## Task brief
Look through the data below. Show each line where the string "ValueList" occurs.

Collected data

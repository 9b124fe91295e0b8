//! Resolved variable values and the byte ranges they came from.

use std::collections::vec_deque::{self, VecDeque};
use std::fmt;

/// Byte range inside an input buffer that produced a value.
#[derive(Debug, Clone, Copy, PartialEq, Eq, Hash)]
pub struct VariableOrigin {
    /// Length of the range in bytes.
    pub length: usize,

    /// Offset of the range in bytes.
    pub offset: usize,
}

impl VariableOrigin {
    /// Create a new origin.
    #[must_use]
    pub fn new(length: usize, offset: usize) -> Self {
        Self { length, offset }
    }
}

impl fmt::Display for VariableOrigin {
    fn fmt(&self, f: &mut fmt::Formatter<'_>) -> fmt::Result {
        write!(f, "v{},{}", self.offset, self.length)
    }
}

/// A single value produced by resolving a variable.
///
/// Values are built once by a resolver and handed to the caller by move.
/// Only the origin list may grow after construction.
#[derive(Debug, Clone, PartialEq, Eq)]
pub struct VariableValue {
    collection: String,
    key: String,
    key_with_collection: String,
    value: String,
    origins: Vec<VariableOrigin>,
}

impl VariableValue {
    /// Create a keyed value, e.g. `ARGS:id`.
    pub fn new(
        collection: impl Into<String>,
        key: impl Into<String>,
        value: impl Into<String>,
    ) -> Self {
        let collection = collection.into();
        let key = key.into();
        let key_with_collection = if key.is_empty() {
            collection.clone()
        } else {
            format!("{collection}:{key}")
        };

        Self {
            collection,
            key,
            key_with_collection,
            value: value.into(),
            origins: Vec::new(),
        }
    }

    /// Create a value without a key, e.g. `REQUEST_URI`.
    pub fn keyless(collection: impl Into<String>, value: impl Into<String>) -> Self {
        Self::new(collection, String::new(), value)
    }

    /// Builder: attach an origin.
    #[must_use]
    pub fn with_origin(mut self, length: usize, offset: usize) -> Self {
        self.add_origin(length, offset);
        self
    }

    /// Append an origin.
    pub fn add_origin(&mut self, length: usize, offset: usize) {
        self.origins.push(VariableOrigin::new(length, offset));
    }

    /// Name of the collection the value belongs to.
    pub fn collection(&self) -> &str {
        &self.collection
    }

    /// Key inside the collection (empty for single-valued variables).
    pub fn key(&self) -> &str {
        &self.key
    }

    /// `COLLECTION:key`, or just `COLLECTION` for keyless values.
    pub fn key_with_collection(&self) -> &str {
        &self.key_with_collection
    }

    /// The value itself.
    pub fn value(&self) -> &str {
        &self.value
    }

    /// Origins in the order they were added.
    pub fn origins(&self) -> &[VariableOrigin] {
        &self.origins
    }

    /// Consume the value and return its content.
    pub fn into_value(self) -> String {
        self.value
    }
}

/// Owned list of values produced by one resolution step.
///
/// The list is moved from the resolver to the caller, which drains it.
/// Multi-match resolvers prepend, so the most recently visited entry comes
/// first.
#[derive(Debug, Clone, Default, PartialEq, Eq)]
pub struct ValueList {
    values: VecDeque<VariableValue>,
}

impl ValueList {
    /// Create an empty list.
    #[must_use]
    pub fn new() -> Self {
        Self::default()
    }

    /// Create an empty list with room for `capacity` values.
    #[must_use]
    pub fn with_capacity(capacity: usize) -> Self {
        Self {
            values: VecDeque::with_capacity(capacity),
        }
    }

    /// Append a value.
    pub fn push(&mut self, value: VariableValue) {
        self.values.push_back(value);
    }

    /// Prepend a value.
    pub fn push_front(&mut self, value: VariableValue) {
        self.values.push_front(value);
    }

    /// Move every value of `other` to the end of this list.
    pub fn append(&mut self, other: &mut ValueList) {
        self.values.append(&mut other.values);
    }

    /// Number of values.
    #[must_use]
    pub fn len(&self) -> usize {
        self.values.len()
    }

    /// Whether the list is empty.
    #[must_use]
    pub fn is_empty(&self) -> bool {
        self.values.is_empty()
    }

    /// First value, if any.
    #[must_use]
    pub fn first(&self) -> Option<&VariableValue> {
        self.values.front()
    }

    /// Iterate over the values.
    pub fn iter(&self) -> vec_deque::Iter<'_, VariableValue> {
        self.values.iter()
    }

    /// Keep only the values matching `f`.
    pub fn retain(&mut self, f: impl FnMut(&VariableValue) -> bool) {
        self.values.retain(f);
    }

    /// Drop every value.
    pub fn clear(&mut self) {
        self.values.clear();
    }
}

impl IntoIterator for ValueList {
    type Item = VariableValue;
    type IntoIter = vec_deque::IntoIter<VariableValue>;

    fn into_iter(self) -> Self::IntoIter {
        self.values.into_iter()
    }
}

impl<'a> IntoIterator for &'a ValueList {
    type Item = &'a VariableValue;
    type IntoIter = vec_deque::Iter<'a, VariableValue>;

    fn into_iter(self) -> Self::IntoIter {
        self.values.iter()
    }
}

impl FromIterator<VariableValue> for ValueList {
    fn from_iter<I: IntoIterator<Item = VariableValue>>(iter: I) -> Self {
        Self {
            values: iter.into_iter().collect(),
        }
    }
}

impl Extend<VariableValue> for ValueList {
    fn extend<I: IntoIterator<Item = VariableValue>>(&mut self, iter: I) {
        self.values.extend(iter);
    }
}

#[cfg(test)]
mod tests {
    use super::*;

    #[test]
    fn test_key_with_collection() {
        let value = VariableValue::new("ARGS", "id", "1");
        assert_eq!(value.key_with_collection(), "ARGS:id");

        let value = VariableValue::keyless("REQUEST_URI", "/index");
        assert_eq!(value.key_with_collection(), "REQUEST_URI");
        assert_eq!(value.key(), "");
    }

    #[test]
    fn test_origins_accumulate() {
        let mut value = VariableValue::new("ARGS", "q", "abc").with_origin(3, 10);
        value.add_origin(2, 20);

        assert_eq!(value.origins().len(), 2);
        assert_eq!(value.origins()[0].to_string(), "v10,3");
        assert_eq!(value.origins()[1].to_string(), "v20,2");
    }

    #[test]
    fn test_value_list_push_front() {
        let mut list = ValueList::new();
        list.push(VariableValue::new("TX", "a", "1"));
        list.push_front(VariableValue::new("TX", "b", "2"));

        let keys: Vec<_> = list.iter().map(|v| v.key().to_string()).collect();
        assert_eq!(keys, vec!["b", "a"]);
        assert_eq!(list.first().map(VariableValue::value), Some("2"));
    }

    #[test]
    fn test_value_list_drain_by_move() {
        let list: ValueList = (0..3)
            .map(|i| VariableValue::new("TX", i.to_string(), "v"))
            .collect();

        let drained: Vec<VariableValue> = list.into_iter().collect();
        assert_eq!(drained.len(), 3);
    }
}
==
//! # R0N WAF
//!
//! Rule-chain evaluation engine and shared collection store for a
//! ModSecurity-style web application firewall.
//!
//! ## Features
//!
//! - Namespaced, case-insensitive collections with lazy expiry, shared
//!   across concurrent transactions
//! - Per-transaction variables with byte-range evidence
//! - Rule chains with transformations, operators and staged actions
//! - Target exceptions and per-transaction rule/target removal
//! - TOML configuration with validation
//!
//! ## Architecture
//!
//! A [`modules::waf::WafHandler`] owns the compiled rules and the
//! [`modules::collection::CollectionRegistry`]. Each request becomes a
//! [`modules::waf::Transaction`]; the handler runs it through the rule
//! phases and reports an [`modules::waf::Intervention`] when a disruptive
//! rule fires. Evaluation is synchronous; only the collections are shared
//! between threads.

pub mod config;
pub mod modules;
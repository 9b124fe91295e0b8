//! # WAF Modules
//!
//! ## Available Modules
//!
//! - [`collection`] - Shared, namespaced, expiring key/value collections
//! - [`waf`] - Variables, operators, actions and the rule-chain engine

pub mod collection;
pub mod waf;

## Response box
pub struct ValueList {
impl ValueList {
    pub fn append(&mut self, other: &mut ValueList) {
impl IntoIterator for ValueList {
impl<'a> IntoIterator for &'a ValueList {
impl FromIterator<VariableValue> for ValueList {
impl Extend<VariableValue> for ValueList {
        let mut list = ValueList::new();
        let list: ValueList = (0..3)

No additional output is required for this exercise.